Target State · Scalable, Reliable, Available, Elastic, Secure
v3.0 · Proposal · 2026 Target State
Estimated additional cost: ~$400-470/month (~$5K/year)
Savings from optimization (retire Gateway 1, consolidate Aurora, right-size EC2, Reserved Instances): ~$300-500/month
Net impact: near-neutral, with significant improvements in Security, Observability, Reliability, and Developer Experience.
| AWS WAF | Web Application Firewall sits in front of all gateways. Blocks DDoS, SQL injection, XSS, and bot traffic before requests reach your services. Currently gateways are exposed directly — this is a critical gap for any financial system. |
| Istio Service Mesh | Deploys sidecar proxies alongside every pod on k8s. Provides mutual TLS (mTLS) between all services — zero-trust networking. Currently services communicate in plaintext within the cluster, vulnerable to man-in-the-middle attacks. |
| Secrets Manager | Centralizes all secrets (DB passwords, API keys, tokens) with automatic rotation. Currently secrets live in config files or environment variables — if source code leaks, all credentials are compromised. |
| IAM + RBAC | Fine-grained role-based access control for all AWS resources and k8s namespaces. Ensures least-privilege principle — each service only accesses what it needs. |
| Circuit Breaker | Resilience4j/Hystrix pattern on all cross-service calls, especially LynkiD Gateway → Cloud (via VPN). When a downstream service fails, circuit opens automatically, returns fallback response instead of cascading failure. Monitored via Prometheus metrics (open/half-open/closed state). Critical for the 4 VPN calls from LynkiD Gateway and Exchange Partner API calls. |
Est. cost: ~$40-65/month (WAF $25-50, Secrets $15, Istio/IAM/Circuit Breaker are free — library-level or open-source)

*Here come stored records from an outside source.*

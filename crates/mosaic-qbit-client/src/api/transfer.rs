//! `transfer/*`

use mosaic_qbit_types::{Payload, QbitError};

use crate::QbitClient;
use crate::encoding::{ArgList, PIPE};
use crate::endpoints::transfer;
use crate::request::{Body, Params};
use crate::transport::Transport;

impl<T: Transport> QbitClient<T> {
    /// Global transfer info, as shown in the status bar. Decodes into
    /// [`TransferInfo`](mosaic_qbit_types::TransferInfo).
    pub async fn transfer_info(&self) -> Result<Payload, QbitError> {
        self.send_request(transfer::INFO, Body::Empty).await
    }

    /// `1` when alternative speed limits are active, `0` otherwise.
    pub async fn transfer_speed_limits_mode(&self) -> Result<Payload, QbitError> {
        self.send_request(transfer::SPEED_LIMITS_MODE, Body::Empty)
            .await
    }

    /// Toggles alternative speed limits.
    pub async fn transfer_toggle_speed_limits_mode(&self) -> Result<Payload, QbitError> {
        self.send_request(transfer::TOGGLE_SPEED_LIMITS_MODE, Body::Empty)
            .await
    }

    /// Global download limit in bytes/second. `0` means unlimited.
    pub async fn transfer_download_limit(&self) -> Result<Payload, QbitError> {
        self.send_request(transfer::DOWNLOAD_LIMIT, Body::Empty)
            .await
    }

    /// Sets the global download limit in bytes/second.
    pub async fn transfer_set_download_limit(&self, limit: i64) -> Result<Payload, QbitError> {
        let params = Params::new().with("limit", limit);
        self.send_request(transfer::SET_DOWNLOAD_LIMIT, params.into())
            .await
    }

    /// Global upload limit in bytes/second. `0` means unlimited.
    pub async fn transfer_upload_limit(&self) -> Result<Payload, QbitError> {
        self.send_request(transfer::UPLOAD_LIMIT, Body::Empty).await
    }

    /// Sets the global upload limit in bytes/second.
    pub async fn transfer_set_upload_limit(&self, limit: i64) -> Result<Payload, QbitError> {
        let params = Params::new().with("limit", limit);
        self.send_request(transfer::SET_UPLOAD_LIMIT, params.into())
            .await
    }

    /// Bans peers, given as `host:port`.
    pub async fn transfer_ban_peers(
        &self,
        peers: impl Into<ArgList>,
    ) -> Result<Payload, QbitError> {
        let params = Params::new().with_list("peers", peers, PIPE);
        self.send_request(transfer::BAN_PEERS, params.into()).await
    }
}
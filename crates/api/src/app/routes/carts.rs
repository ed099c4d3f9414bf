//! Cart routes.
//!
//! Customer surface (owner inferred from the token):
//! - `GET    /carts`                  current cart (always 200, maybe empty)
//! - `POST   /carts`                  add one unit of `{ "model": ... }`
//! - `PATCH  /carts`                  check out the current cart
//! - `GET    /carts/history`          paid carts, oldest first
//! - `DELETE /carts/products/:model`  remove one unit of a model
//! - `DELETE /carts/current`          empty the current cart
//!
//! Staff surface:
//! - `GET    /carts/all`              every cart of every customer
//! - `DELETE /carts`                  wipe all carts

use std::sync::Arc;

use axum::{
    Json, Router,
    extract::{Extension, Path},
    http::StatusCode,
    response::IntoResponse,
    routing::{delete, get},
};

use voltmart_core::ProductModel;

use crate::app::services::AppServices;
use crate::app::{dto, errors};
use crate::authz;
use crate::context::PrincipalContext;

pub fn router() -> Router {
    Router::new()
        .route(
            "/carts",
            get(get_current)
                .post(add_product)
                .patch(checkout)
                .delete(delete_all),
        )
        .route("/carts/history", get(history))
        .route("/carts/current", delete(clear_current))
        .route("/carts/all", get(get_all))
        .route("/carts/products/:model", delete(remove_product))
}

fn parse_model(raw: String) -> Result<ProductModel, axum::response::Response> {
    ProductModel::new(raw).map_err(|_| {
        errors::json_error(
            StatusCode::BAD_REQUEST,
            "invalid_model",
            "model cannot be empty",
        )
    })
}

pub async fn get_current(
    Extension(services): Extension<Arc<AppServices>>,
    Extension(principal): Extension<PrincipalContext>,
) -> axum::response::Response {
    if let Err(resp) = authz::require_customer(&principal) {
        return resp;
    }
    match services.carts.get_current_cart(principal.customer()).await {
        Ok(cart) => Json(dto::cart_to_json(&cart)).into_response(),
        Err(e) => errors::cart_error_to_response(e),
    }
}

pub async fn add_product(
    Extension(services): Extension<Arc<AppServices>>,
    Extension(principal): Extension<PrincipalContext>,
    Json(body): Json<dto::AddProductRequest>,
) -> axum::response::Response {
    if let Err(resp) = authz::require_customer(&principal) {
        return resp;
    }
    let model = match parse_model(body.model) {
        Ok(m) => m,
        Err(resp) => return resp,
    };

    if let Err(e) = services.carts.add_product(principal.customer(), &model).await {
        return errors::cart_error_to_response(e);
    }
    match services.carts.get_current_cart(principal.customer()).await {
        Ok(cart) => Json(dto::cart_to_json(&cart)).into_response(),
        Err(e) => errors::cart_error_to_response(e),
    }
}

pub async fn checkout(
    Extension(services): Extension<Arc<AppServices>>,
    Extension(principal): Extension<PrincipalContext>,
) -> axum::response::Response {
    if let Err(resp) = authz::require_customer(&principal) {
        return resp;
    }
    match services.carts.checkout(principal.customer()).await {
        Ok(cart) => Json(dto::cart_to_json(&cart)).into_response(),
        Err(e) => errors::cart_error_to_response(e),
    }
}

pub async fn history(
    Extension(services): Extension<Arc<AppServices>>,
    Extension(principal): Extension<PrincipalContext>,
) -> axum::response::Response {
    if let Err(resp) = authz::require_customer(&principal) {
        return resp;
    }
    match services
        .carts
        .get_customer_cart_history(principal.customer())
        .await
    {
        Ok(carts) => Json(dto::carts_to_json(&carts)).into_response(),
        Err(e) => errors::cart_error_to_response(e),
    }
}

pub async fn remove_product(
    Extension(services): Extension<Arc<AppServices>>,
    Extension(principal): Extension<PrincipalContext>,
    Path(model): Path<String>,
) -> axum::response::Response {
    if let Err(resp) = authz::require_customer(&principal) {
        return resp;
    }
    let model = match parse_model(model) {
        Ok(m) => m,
        Err(resp) => return resp,
    };

    if let Err(e) = services
        .carts
        .remove_product(principal.customer(), &model)
        .await
    {
        return errors::cart_error_to_response(e);
    }
    match services.carts.get_current_cart(principal.customer()).await {
        Ok(cart) => Json(dto::cart_to_json(&cart)).into_response(),
        Err(e) => errors::cart_error_to_response(e),
    }
}

pub async fn clear_current(
    Extension(services): Extension<Arc<AppServices>>,
    Extension(principal): Extension<PrincipalContext>,
) -> axum::response::Response {
    if let Err(resp) = authz::require_customer(&principal) {
        return resp;
    }
    match services.carts.clear_current_cart(principal.customer()).await {
        Ok(()) => StatusCode::OK.into_response(),
        Err(e) => errors::cart_error_to_response(e),
    }
}

pub async fn get_all(
    Extension(services): Extension<Arc<AppServices>>,
    Extension(principal): Extension<PrincipalContext>,
) -> axum::response::Response {
    if let Err(resp) = authz::require_staff(&principal) {
        return resp;
    }
    match services.carts.get_all_carts().await {
        Ok(carts) => Json(dto::carts_to_json(&carts)).into_response(),
        Err(e) => errors::cart_error_to_response(e),
    }
}

pub async fn delete_all(
    Extension(services): Extension<Arc<AppServices>>,
    Extension(principal): Extension<PrincipalContext>,
) -> axum::response::Response {
    if let Err(resp) = authz::require_staff(&principal) {
        return resp;
    }
    match services.carts.delete_all_carts().await {
        Ok(()) => StatusCode::OK.into_response(),
        Err(e) => errors::cart_error_to_response(e),
    }
}
//! Role guards applied at the route boundary.
//!
//! Cart ownership routes belong to customers; the administrative surface
//! (view or wipe every cart) belongs to managers and admins. The guards run
//! before any service call so handlers stay role-agnostic below this line.

use axum::http::StatusCode;
use axum::response::Response;

use voltmart_auth::Role;

use crate::app::errors;
use crate::context::PrincipalContext;

/// Require the customer role (cart-owning routes).
pub fn require_customer(principal: &PrincipalContext) -> Result<(), Response> {
    if principal.role() == Role::Customer {
        Ok(())
    } else {
        Err(errors::json_error(
            StatusCode::FORBIDDEN,
            "forbidden",
            "customer role required",
        ))
    }
}

/// Require a staff role (manager or admin).
pub fn require_staff(principal: &PrincipalContext) -> Result<(), Response> {
    if principal.role().is_staff() {
        Ok(())
    } else {
        Err(errors::json_error(
            StatusCode::FORBIDDEN,
            "forbidden",
            "staff role required",
        ))
    }
}
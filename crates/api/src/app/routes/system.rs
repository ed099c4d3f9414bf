use axum::{Json, http::StatusCode, response::IntoResponse};

pub async fn health() -> StatusCode {
    StatusCode::OK
}

pub async fn whoami(
    axum::extract::Extension(principal): axum::extract::Extension<crate::context::PrincipalContext>,
) -> impl IntoResponse {
    Json(serde_json::json!({
        "customer": principal.customer().as_str(),
        "role": principal.role(),
    }))
}
//! Catalog access contract + in-memory implementation for tests/dev.

use std::collections::HashMap;
use std::sync::RwLock;

use async_trait::async_trait;

use voltmart_core::ProductModel;

use crate::product::Product;

/// Catalog access error (infrastructure-level, opaque to callers).
#[derive(Debug, Clone, thiserror::Error, PartialEq, Eq)]
pub enum CatalogError {
    #[error("catalog storage error: {0}")]
    Storage(String),
}

/// Product Catalog contract consumed by the cart subsystem.
///
/// Product registration, pricing and quantity management live behind this
/// boundary; the cart side only reads entries and (eventually) writes stock
/// levels back.
#[async_trait]
pub trait ProductCatalog: Send + Sync {
    /// Look up a product by model. `Ok(None)` means no such catalog entry.
    async fn get_by_model(&self, model: &ProductModel) -> Result<Option<Product>, CatalogError>;

    /// Set the absolute stock quantity for a model.
    async fn set_quantity(&self, model: &ProductModel, quantity: u32) -> Result<(), CatalogError>;
}

/// In-memory catalog for tests/dev.
#[derive(Debug, Default)]
pub struct InMemoryCatalog {
    products: RwLock<HashMap<ProductModel, Product>>,
}

impl InMemoryCatalog {
    pub fn new() -> Self {
        Self::default()
    }

    /// Seed the catalog with a fixed set of products.
    pub fn with_products(products: impl IntoIterator<Item = Product>) -> Self {
        let map = products
            .into_iter()
            .map(|p| (p.model.clone(), p))
            .collect();
        Self {
            products: RwLock::new(map),
        }
    }

    pub fn insert(&self, product: Product) {
        let mut map = self
            .products
            .write()
            .unwrap_or_else(std::sync::PoisonError::into_inner);
        map.insert(product.model.clone(), product);
    }
}

#[async_trait]
impl ProductCatalog for InMemoryCatalog {
    async fn get_by_model(&self, model: &ProductModel) -> Result<Option<Product>, CatalogError> {
        let map = self
            .products
            .read()
            .map_err(|e| CatalogError::Storage(e.to_string()))?;
        Ok(map.get(model).cloned())
    }

    async fn set_quantity(&self, model: &ProductModel, quantity: u32) -> Result<(), CatalogError> {
        let mut map = self
            .products
            .write()
            .map_err(|e| CatalogError::Storage(e.to_string()))?;
        match map.get_mut(model) {
            Some(product) => {
                product.quantity = quantity;
                Ok(())
            }
            None => Err(CatalogError::Storage(format!(
                "no catalog entry for model {model}"
            ))),
        }
    }
}
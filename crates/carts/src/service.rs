//! Cart service: the operations exposed to the API layer.
//!
//! Every operation validates its preconditions before touching the store, so
//! a failed call leaves no partial state behind. The unpaid cart is created
//! implicitly on the first add (`get_or_create_unpaid`).

use std::sync::Arc;

use voltmart_catalog::ProductCatalog;
use voltmart_core::{CustomerId, DomainError, ProductModel};

use crate::cart::{Cart, RemovedUnit};
use crate::error::{CartError, CartResult};
use crate::store::CartStore;

pub struct CartService {
    store: Arc<dyn CartStore>,
    catalog: Arc<dyn ProductCatalog>,
}

impl CartService {
    pub fn new(store: Arc<dyn CartStore>, catalog: Arc<dyn ProductCatalog>) -> Self {
        Self { store, catalog }
    }

    /// Add one unit of `model` to the customer's active cart, creating the
    /// cart if none exists. Stock is checked here as a UX guard and checked
    /// again at checkout.
    pub async fn add_product(
        &self,
        customer: &CustomerId,
        model: &ProductModel,
    ) -> CartResult<()> {
        let product = self
            .catalog
            .get_by_model(model)
            .await?
            .ok_or_else(|| CartError::ProductNotFound(model.clone()))?;
        if !product.in_stock() {
            return Err(CartError::OutOfStock(model.clone()));
        }

        let mut cart = self.get_or_create_unpaid(customer).await?;
        let line = cart.add_unit(&product)?;
        self.store.upsert_item(cart.id(), &line).await?;
        self.store.update_header(&cart).await?;

        tracing::debug!(
            customer = %customer,
            model = %model,
            quantity = line.quantity,
            total = cart.total(),
            "product added to cart"
        );
        Ok(())
    }

    /// The customer's unpaid cart with its line items, or a fresh empty
    /// (unpersisted) cart if none exists. Never fails on a missing cart.
    pub async fn get_current_cart(&self, customer: &CustomerId) -> CartResult<Cart> {
        Ok(self
            .store
            .find_unpaid(customer)
            .await?
            .unwrap_or_else(|| Cart::new_unpaid(customer.clone())))
    }

    /// Remove one unit of `model` from the active cart.
    ///
    /// Catalog existence and in-cart membership are independent
    /// preconditions: an unknown model fails with `ProductNotFound` even when
    /// the cart would also not contain it.
    pub async fn remove_product(
        &self,
        customer: &CustomerId,
        model: &ProductModel,
    ) -> CartResult<()> {
        if self.catalog.get_by_model(model).await?.is_none() {
            return Err(CartError::ProductNotFound(model.clone()));
        }

        let mut cart = self
            .store
            .find_unpaid(customer)
            .await?
            .ok_or(CartError::CartNotFound)?;

        let removed = match cart.remove_unit(model) {
            Ok(removed) => removed,
            Err(DomainError::NotFound) => return Err(CartError::ProductNotInCart(model.clone())),
            Err(e) => return Err(e.into()),
        };
        match &removed {
            RemovedUnit::Decremented(line) => self.store.upsert_item(cart.id(), line).await?,
            RemovedUnit::Deleted { .. } => self.store.delete_item(cart.id(), model).await?,
        }
        self.store.update_header(&cart).await?;

        tracing::debug!(
            customer = %customer,
            model = %model,
            total = cart.total(),
            "product removed from cart"
        );
        Ok(())
    }

    /// Finalize the active cart. Payment is assumed to succeed.
    ///
    /// Stock is re-validated per line against the current catalog, because
    /// time may have passed since the items were added. All checks run before
    /// the single status-flipping write; any failure aborts with no state
    /// change. The catalog stock itself is validated but not decremented;
    /// quantity management stays with the catalog.
    pub async fn checkout(&self, customer: &CustomerId) -> CartResult<Cart> {
        let mut cart = self
            .store
            .find_unpaid(customer)
            .await?
            .ok_or(CartError::CartNotFound)?;
        if cart.is_empty() {
            return Err(CartError::EmptyCart);
        }

        for item in cart.items() {
            let product = self
                .catalog
                .get_by_model(&item.model)
                .await?
                .ok_or_else(|| CartError::ProductNotFound(item.model.clone()))?;
            if product.quantity == 0 {
                return Err(CartError::OutOfStock(item.model.clone()));
            }
            if product.quantity < item.quantity {
                return Err(CartError::InsufficientStock {
                    model: item.model.clone(),
                    requested: item.quantity,
                    available: product.quantity,
                });
            }
        }

        cart.mark_paid(chrono::Utc::now().date_naive())?;
        self.store.update_header(&cart).await?;

        tracing::info!(
            customer = %customer,
            cart_id = %cart.id(),
            total = cart.total(),
            lines = cart.items().len(),
            "cart checked out"
        );
        Ok(cart)
    }

    /// All paid carts of a customer, stable insertion order.
    pub async fn get_customer_cart_history(
        &self,
        customer: &CustomerId,
    ) -> CartResult<Vec<Cart>> {
        Ok(self.store.find_paid(customer).await?)
    }

    /// Delete all line items of the active cart, keeping it active.
    pub async fn clear_current_cart(&self, customer: &CustomerId) -> CartResult<()> {
        let mut cart = self
            .store
            .find_unpaid(customer)
            .await?
            .ok_or(CartError::CartNotFound)?;
        cart.clear()?;
        self.store.clear_items(cart.id()).await?;
        self.store.update_header(&cart).await?;
        Ok(())
    }

    /// Administrative: every cart of every customer, any status.
    pub async fn get_all_carts(&self) -> CartResult<Vec<Cart>> {
        Ok(self.store.find_all().await?)
    }

    /// Administrative: wipe the entire cart store.
    pub async fn delete_all_carts(&self) -> CartResult<()> {
        self.store.delete_all().await?;
        tracing::warn!("all carts deleted");
        Ok(())
    }

    async fn get_or_create_unpaid(&self, customer: &CustomerId) -> CartResult<Cart> {
        if let Some(cart) = self.store.find_unpaid(customer).await? {
            return Ok(cart);
        }
        let cart = Cart::new_unpaid(customer.clone());
        self.store.insert_cart(&cart).await?;
        Ok(cart)
    }
}
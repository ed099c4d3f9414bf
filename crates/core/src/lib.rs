//! Domain foundation building blocks.
//!
//! This crate contains **pure domain** primitives (no infrastructure concerns).

pub mod error;
pub mod id;

pub use error::{DomainError, DomainResult};
pub use id::{CartId, CustomerId, ProductModel};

| CloudWatch Logs | Centralized log aggregation for all 30+ services. Currently debugging requires SSH into individual pods — takes 30-60 min per incident. With centralized logs, search across all services in seconds. |
| AWS X-Ray | Distributed tracing across services, especially critical for requests crossing the VPN tunnel (OnPrem↔Cloud). Currently this path is a complete black box — impossible to trace latency or failures. |
| Prometheus + Grafana | Metrics collection, dashboards, and alerting. Know when a service is degrading BEFORE users report it. Set SLA thresholds and get alerted automatically. |
| Health Check API | Centralized health endpoint for all services. Kubernetes liveness/readiness probes ensure unhealthy pods are automatically restarted or removed from load balancing. |
Est. cost: ~$105-155/month (CW Logs $30-50, X-Ray $25, Prometheus+Grafana $50-80 managed or $0 self-hosted)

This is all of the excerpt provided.